The following is an example model called Customer
:
class Customer extends \yii\elasticsearch\ActiveRecord
{
/**
* @return array the list of attributes for this record
*/
public function attributes()
{
// path mapping for '_id' is setup to field 'id'
return ['id', 'name', 'address', 'registration_date'];
}
/**
* @return ActiveQuery defines a relation to the Order record (can be in other database, e.g. redis or sql)
*/
public function getOrders()
{
return $this->hasMany(Order::className(), ['customer_id' => 'id'])->orderBy('id');
}
/**
* Defines a scope that modifies the `$query` to return only active(status = 1) customers
*/
public static function active($query)
{
$query->andWhere(['status' => 1]);
}
}
You may override index() and type() to define the index and type this record represents.
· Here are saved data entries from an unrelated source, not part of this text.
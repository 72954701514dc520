pub mod click_ledger;
pub mod link_registry;

pub use click_ledger::ClickLedger;
pub use link_registry::LinkRegistry;

#[cfg(test)]
pub use click_ledger::MockClickLedger;
#[cfg(test)]
pub use link_registry::MockLinkRegistry;
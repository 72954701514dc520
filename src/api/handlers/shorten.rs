//! Handler for the batch shorten endpoint.

use axum::{extract::State, Json};
use validator::Validate;

use crate::api::dto::shorten::{
    BatchSummary, CreatedLink, ShortenRequest, ShortenResponse, UrlRow,
};
use crate::application::services::SubmissionRow;
use crate::error::AppError;
use crate::state::AppState;

/// Creates shortened URLs for one or more long URLs.
///
/// # Endpoint
///
/// `POST /api/shorten`
///
/// # Batch Semantics
///
/// The batch is all-or-nothing: if any row fails validation, no row is
/// committed and the 400 response details carry one classification per
/// failing row (indexed against the request order). Blank rows are skipped.
///
/// # Request Body
///
/// ```json
/// {
///   "urls": [
///     {
///       "url": "https://example.com",
///       "validity": "45",        // optional, minutes, default 30
///       "shortcode": "mylink"    // optional, 3-16 alphanumeric chars
///     }
///   ]
/// }
/// ```
///
/// # Errors
///
/// - 400 with per-row details when validation fails
/// - 409 when a shortcode is taken at commit time
pub async fn shorten_handler(
    State(state): State<AppState>,
    Json(payload): Json<ShortenRequest>,
) -> Result<Json<ShortenResponse>, AppError> {
    payload.validate()?;

    let total = payload.urls.len();
    let rows: Vec<SubmissionRow> = payload.urls.into_iter().map(to_row).collect();

    let records = state.pipeline.submit(rows).await?;

    let items: Vec<CreatedLink> = records
        .into_iter()
        .map(|record| CreatedLink {
            short_url: state.short_url(&record.shortcode),
            long_url: record.long_url,
            shortcode: record.shortcode,
            created_at: record.created_at,
            expires_at: record.expires_at,
        })
        .collect();

    Ok(Json(ShortenResponse {
        summary: BatchSummary {
            total,
            created: items.len(),
        },
        items,
    }))
}

fn to_row(row: UrlRow) -> SubmissionRow {
    SubmissionRow {
        long_url: row.url,
        validity: row.validity,
        shortcode: row.shortcode,
    }
}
The general usage of elasticsearch ActiveRecord is very similar to the database ActiveRecord as described in the guide. It supports the same interface and features except the following limitations and additions(!):
join()
, groupBy()
, having()
and union()
.
Sorting, limit, offset and conditional where are all supported.select()
has been replaced with fields() which basically does the same but
fields
is more elasticsearch terminology.
It defines the fields to retrieve from a document.query
and filter
parts.NOTE: elasticsearch limits the number of records returned by any query to 10 records by default. If you expect to get more records you should specify limit explicitly in query and also relation definition. This is also important for relations that use via() so that if via records are limited to 10 the relations records can also not be more than 10.
Usage example:
$customer = new Customer();
$customer->primaryKey = 1; // in this case equivalent to $customer->id = 1;
$customer->attributes = ['name' => 'test'];
$customer->save();
$customer = Customer::get(1); // get a record by pk
$customers = Customer::mget([1,2,3]); // get multiple records by pk
$customer = Customer::find()->where(['name' => 'test'])->one(); // find by query, note that you need to configure mapping for this field in order to find records properly
$customers = Customer::find()->active()->all(); // find all by query (using the `active` scope)
// http://www.elastic.co/guide/en/elasticsearch/reference/current/query-dsl-match-query.html
$result = Article::find()->query(["match" => ["title" => "yii"]])->all(); // articles whose title contains "yii"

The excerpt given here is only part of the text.